(Data excerpts)
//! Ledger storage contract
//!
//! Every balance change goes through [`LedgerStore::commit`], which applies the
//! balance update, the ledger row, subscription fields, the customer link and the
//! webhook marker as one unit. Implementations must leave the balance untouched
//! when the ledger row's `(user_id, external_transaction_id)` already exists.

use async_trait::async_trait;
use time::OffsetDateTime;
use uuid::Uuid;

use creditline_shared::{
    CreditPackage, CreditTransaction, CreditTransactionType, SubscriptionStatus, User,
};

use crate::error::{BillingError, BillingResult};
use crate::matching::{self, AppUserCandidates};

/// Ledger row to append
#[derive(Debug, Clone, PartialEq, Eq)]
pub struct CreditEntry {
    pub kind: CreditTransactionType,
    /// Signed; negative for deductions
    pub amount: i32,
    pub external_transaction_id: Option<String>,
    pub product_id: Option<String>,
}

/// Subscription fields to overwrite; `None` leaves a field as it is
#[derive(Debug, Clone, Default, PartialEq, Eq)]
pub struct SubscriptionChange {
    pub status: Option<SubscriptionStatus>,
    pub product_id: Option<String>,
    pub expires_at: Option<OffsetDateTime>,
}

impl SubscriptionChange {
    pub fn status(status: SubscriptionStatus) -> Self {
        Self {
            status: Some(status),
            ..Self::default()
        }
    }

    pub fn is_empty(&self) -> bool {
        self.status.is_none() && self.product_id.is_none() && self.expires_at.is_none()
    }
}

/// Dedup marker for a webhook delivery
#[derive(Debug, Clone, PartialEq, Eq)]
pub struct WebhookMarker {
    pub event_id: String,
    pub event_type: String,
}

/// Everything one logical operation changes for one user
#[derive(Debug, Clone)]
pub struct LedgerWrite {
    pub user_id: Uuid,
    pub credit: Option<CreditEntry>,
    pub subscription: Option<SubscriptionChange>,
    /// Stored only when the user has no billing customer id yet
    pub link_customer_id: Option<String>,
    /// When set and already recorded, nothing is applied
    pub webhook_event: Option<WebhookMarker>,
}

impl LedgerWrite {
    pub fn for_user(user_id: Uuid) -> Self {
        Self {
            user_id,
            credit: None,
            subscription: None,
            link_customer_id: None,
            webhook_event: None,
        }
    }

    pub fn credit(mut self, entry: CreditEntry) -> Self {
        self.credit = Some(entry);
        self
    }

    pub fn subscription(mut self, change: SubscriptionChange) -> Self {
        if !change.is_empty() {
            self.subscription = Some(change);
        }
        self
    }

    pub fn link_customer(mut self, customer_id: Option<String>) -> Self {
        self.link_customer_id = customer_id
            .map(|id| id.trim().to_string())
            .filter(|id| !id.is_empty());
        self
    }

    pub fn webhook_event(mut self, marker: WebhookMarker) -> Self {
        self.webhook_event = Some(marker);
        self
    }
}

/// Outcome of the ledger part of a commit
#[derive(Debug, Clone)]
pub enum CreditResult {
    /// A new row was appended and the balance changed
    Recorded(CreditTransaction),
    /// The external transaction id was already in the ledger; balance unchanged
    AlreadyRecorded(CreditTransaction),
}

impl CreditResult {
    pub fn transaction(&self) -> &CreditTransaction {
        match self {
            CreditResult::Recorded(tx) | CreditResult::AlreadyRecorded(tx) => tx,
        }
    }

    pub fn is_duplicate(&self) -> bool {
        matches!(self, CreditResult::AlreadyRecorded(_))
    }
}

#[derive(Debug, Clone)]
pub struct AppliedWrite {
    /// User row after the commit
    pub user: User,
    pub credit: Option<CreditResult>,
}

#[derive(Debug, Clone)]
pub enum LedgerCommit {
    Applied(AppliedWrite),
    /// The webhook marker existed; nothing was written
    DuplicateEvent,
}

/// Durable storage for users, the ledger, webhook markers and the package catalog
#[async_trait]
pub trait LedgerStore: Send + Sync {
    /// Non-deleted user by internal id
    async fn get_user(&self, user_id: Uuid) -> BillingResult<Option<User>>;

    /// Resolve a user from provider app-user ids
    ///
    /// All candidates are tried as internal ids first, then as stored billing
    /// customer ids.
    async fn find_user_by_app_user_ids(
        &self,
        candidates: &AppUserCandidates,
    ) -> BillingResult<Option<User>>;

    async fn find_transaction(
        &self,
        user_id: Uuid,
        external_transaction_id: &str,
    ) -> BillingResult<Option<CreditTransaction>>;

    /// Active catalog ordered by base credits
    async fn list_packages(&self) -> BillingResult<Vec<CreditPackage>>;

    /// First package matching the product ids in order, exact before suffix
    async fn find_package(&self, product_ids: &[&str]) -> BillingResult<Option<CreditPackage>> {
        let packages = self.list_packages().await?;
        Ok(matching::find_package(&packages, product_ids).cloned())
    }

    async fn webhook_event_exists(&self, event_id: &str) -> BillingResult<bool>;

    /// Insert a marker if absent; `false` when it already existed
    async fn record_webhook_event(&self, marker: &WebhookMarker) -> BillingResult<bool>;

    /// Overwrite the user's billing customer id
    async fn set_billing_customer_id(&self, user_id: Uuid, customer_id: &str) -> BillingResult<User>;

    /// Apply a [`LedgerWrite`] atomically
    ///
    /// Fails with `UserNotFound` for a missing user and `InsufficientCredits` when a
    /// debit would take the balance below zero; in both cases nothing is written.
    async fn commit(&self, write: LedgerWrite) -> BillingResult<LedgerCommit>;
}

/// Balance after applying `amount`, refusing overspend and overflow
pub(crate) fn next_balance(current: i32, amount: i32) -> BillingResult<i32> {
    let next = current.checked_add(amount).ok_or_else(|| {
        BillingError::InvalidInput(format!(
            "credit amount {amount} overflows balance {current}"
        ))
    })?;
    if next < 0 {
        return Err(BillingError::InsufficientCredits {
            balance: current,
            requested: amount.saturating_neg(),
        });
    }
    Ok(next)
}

* * *

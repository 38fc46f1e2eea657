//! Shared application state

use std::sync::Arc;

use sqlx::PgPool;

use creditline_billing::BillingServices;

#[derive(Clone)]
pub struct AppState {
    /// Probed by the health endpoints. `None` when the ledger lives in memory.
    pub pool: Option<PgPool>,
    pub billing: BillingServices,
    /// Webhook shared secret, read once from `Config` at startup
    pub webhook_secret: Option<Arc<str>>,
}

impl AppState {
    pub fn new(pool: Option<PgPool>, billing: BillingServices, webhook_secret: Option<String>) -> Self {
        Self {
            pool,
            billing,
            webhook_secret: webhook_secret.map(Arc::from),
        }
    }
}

==

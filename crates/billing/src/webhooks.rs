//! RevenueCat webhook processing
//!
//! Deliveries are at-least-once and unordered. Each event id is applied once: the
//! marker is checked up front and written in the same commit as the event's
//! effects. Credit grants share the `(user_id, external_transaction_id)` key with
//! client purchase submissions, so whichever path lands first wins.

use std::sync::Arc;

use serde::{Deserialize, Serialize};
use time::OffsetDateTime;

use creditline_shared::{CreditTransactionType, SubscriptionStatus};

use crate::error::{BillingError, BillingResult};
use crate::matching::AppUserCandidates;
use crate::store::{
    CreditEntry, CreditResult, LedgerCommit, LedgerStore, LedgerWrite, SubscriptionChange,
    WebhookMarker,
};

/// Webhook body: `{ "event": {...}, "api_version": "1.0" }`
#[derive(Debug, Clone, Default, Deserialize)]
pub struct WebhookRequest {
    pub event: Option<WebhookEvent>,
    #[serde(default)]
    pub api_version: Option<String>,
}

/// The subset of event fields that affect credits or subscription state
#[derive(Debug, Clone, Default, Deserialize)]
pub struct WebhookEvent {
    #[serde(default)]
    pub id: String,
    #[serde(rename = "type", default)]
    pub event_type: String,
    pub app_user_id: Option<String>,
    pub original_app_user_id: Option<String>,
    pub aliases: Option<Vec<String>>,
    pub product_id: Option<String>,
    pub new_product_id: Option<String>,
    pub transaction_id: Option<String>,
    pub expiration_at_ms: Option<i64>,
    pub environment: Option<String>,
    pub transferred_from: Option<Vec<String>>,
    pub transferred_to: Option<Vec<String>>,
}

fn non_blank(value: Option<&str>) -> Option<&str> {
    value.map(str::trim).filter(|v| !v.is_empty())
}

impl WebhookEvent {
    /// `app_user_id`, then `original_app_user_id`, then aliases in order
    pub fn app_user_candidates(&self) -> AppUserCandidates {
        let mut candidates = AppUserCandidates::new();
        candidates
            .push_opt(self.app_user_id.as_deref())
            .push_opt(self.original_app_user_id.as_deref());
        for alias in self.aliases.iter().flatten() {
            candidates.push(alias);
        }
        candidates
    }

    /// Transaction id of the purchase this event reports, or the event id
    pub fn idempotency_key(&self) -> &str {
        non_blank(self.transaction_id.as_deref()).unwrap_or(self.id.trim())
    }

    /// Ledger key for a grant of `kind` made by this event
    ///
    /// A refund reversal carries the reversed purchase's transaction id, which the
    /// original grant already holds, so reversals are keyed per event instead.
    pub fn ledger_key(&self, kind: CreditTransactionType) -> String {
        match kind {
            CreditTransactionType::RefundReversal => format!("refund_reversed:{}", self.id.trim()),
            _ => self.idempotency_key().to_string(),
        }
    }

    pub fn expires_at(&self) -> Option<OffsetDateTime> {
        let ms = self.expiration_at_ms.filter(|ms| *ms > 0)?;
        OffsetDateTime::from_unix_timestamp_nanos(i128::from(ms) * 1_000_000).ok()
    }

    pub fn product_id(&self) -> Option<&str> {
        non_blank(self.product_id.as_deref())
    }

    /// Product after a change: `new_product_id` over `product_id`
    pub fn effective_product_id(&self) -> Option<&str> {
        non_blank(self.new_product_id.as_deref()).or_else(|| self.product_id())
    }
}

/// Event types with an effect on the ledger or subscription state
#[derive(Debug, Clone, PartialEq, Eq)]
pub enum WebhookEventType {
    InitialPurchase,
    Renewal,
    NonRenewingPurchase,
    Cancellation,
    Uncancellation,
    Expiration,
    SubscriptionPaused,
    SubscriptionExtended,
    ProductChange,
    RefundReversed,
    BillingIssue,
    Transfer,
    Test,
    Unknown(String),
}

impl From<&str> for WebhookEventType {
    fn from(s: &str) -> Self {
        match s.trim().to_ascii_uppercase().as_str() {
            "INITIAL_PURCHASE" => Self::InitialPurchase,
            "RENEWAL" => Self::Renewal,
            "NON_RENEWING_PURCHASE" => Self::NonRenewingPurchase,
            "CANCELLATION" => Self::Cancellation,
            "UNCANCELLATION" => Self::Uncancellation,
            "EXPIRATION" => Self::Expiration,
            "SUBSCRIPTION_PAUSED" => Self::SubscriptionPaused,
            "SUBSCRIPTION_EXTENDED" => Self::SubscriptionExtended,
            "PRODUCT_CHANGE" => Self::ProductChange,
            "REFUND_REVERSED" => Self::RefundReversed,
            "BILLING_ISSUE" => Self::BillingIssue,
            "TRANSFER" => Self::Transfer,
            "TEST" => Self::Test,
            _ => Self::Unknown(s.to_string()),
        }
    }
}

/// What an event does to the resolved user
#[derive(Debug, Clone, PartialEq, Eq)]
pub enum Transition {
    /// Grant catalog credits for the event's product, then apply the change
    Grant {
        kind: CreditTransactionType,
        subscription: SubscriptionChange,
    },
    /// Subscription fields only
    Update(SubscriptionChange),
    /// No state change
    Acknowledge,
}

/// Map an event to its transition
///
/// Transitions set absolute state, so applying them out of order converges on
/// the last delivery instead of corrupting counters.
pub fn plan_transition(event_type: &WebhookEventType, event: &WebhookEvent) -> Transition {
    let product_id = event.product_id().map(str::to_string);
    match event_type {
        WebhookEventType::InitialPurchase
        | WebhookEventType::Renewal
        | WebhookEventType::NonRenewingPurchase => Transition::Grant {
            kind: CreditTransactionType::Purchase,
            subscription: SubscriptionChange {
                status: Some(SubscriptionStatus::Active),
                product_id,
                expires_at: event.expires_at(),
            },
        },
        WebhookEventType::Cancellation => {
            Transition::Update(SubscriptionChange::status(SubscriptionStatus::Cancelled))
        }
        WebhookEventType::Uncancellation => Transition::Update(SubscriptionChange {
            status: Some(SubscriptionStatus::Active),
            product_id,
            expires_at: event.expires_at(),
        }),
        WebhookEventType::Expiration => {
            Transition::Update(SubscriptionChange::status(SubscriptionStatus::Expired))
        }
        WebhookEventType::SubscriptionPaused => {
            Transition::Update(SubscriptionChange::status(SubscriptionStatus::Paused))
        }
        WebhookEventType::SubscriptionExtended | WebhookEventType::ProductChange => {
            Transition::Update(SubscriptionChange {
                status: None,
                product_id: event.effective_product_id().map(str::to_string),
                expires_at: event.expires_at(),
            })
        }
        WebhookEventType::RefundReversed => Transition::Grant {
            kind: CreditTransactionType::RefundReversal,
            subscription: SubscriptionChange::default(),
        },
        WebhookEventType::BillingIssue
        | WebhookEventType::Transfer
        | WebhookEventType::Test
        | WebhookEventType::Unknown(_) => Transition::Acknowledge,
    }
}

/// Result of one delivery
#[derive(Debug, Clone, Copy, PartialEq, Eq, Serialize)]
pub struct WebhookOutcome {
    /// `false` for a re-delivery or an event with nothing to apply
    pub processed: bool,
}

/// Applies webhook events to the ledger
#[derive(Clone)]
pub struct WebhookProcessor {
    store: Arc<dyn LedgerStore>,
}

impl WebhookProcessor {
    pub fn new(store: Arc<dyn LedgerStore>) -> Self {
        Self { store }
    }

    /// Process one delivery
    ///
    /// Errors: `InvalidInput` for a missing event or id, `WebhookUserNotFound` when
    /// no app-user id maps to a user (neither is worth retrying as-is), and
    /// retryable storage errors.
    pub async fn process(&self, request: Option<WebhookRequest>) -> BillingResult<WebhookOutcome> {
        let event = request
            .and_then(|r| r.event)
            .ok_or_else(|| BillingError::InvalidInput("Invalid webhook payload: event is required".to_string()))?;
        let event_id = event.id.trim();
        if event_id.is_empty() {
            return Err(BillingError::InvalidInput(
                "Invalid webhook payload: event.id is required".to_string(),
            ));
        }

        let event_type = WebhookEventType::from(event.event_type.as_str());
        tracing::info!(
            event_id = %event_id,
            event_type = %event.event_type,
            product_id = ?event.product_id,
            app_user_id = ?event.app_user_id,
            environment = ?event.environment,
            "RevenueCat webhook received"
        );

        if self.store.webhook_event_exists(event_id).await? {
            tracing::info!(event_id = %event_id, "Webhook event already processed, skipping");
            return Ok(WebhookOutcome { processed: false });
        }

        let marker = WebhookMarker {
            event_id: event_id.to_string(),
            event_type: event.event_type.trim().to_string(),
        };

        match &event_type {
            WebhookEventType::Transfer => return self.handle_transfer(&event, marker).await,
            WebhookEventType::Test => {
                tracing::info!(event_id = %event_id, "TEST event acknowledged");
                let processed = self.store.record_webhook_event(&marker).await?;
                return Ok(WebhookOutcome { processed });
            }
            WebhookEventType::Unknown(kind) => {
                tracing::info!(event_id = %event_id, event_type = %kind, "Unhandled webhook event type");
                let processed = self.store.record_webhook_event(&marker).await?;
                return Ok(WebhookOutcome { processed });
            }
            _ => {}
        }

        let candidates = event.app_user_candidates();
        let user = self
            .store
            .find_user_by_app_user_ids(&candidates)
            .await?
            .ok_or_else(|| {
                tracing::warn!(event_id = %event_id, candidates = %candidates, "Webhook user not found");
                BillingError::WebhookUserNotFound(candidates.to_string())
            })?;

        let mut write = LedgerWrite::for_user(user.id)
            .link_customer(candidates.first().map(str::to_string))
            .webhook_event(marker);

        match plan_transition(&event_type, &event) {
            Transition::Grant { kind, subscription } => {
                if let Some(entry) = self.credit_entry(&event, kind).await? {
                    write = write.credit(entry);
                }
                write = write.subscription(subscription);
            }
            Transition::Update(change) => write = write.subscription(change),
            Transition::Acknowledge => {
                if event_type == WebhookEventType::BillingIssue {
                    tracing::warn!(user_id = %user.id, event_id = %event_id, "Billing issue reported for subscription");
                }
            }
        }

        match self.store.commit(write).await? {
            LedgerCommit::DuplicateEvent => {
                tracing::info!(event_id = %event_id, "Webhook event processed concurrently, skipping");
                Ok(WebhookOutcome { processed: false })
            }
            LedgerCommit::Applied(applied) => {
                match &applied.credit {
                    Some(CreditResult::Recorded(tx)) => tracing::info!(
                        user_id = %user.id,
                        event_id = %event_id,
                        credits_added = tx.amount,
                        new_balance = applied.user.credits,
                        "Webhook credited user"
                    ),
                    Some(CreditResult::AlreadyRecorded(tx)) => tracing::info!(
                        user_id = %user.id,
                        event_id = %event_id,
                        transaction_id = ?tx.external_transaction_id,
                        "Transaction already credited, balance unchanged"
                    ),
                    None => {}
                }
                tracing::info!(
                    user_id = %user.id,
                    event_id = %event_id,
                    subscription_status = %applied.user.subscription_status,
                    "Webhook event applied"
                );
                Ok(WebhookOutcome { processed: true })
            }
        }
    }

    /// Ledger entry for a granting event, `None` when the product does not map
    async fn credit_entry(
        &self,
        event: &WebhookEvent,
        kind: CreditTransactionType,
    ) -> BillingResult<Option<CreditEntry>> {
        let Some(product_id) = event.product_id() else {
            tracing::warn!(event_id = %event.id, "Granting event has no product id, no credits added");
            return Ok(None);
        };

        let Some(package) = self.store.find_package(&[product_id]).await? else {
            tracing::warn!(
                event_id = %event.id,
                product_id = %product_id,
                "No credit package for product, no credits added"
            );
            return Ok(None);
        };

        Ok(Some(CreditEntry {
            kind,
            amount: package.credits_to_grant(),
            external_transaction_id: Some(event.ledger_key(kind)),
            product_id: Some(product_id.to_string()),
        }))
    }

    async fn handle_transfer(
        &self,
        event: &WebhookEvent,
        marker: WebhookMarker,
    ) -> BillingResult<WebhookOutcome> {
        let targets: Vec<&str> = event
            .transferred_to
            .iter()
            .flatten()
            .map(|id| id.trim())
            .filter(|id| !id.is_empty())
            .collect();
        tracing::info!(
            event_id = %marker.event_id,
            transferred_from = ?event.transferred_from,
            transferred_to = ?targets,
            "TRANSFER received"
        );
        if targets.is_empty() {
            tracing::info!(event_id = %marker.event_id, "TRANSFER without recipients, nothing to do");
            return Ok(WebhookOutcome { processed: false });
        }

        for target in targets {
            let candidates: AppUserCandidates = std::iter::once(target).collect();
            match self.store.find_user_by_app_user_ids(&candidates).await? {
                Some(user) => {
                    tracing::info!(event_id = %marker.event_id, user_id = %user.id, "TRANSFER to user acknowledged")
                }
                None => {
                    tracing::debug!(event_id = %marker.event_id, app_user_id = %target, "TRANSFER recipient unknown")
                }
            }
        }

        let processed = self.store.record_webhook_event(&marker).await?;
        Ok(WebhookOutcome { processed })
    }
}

YOUR OBJECTIVE: Within the records above, count the lines that contain "written" and give only that number.

SOLUTION FOR THIS EXERCISE: 3